*WORK ITEM*
Please write out each entry that follows, keeping it exactly the same.
▶
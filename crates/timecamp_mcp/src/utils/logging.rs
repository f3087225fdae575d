use tracing_subscriber::{EnvFilter, prelude::*};

use crate::core::error::{TimeCampError, TimeCampResult};

/// Install the tracing subscriber when `RUST_LOG` is set; otherwise stay silent.
///
/// Over stdio the MCP client owns stdout, so every log line is written to
/// stderr without ANSI colours. Malformed directives are an error rather than
/// being dropped. A second install (e.g. from a test) reports
/// `TimeCampError::LoggingInitialization`.
pub fn init_logging() -> TimeCampResult<()> {
    let Ok(directives) = std::env::var("RUST_LOG") else {
        return Ok(());
    };
    let filter = EnvFilter::try_new(&directives).map_err(|e| {
        TimeCampError::LoggingInitialization(format!("invalid RUST_LOG '{}': {}", directives, e))
    })?;

    tracing_subscriber::registry()
        .with(filter)
        .with(
            tracing_subscriber::fmt::layer()
                .with_writer(std::io::stderr)
                .with_ansi(false)
                .with_target(false),
        )
        .try_init()
        .map_err(|e| TimeCampError::LoggingInitialization(e.to_string()))
}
◀
*WRITTEN ANSWER*
filename crates/timecamp_mcp/src/utils/logging.rs
repository f3087225fdae575d
use tracing_subscriber::{EnvFilter, prelude::*};

use crate::core::error::{TimeCampError, TimeCampResult};

/// Install the tracing subscriber when `RUST_LOG` is set; otherwise stay silent.
///
/// Over stdio the MCP client owns stdout, so every log line is written to
/// stderr without ANSI colours. Malformed directives are an error rather than
/// being dropped. A second install (e.g. from a test) reports
/// `TimeCampError::LoggingInitialization`.
pub fn init_logging() -> TimeCampResult<()> {
    let Ok(directives) = std::env::var("RUST_LOG") else {
        return Ok(());
    };
    let filter = EnvFilter::try_new(&directives).map_err(|e| {
        TimeCampError::LoggingInitialization(format!("invalid RUST_LOG '{}': {}", directives, e))
    })?;

    tracing_subscriber::registry()
        .with(filter)
        .with(
            tracing_subscriber::fmt::layer()
                .with_writer(std::io::stderr)
                .with_ansi(false)
                .with_target(false),
        )
        .try_init()
        .map_err(|e| TimeCampError::LoggingInitialization(e.to_string()))
}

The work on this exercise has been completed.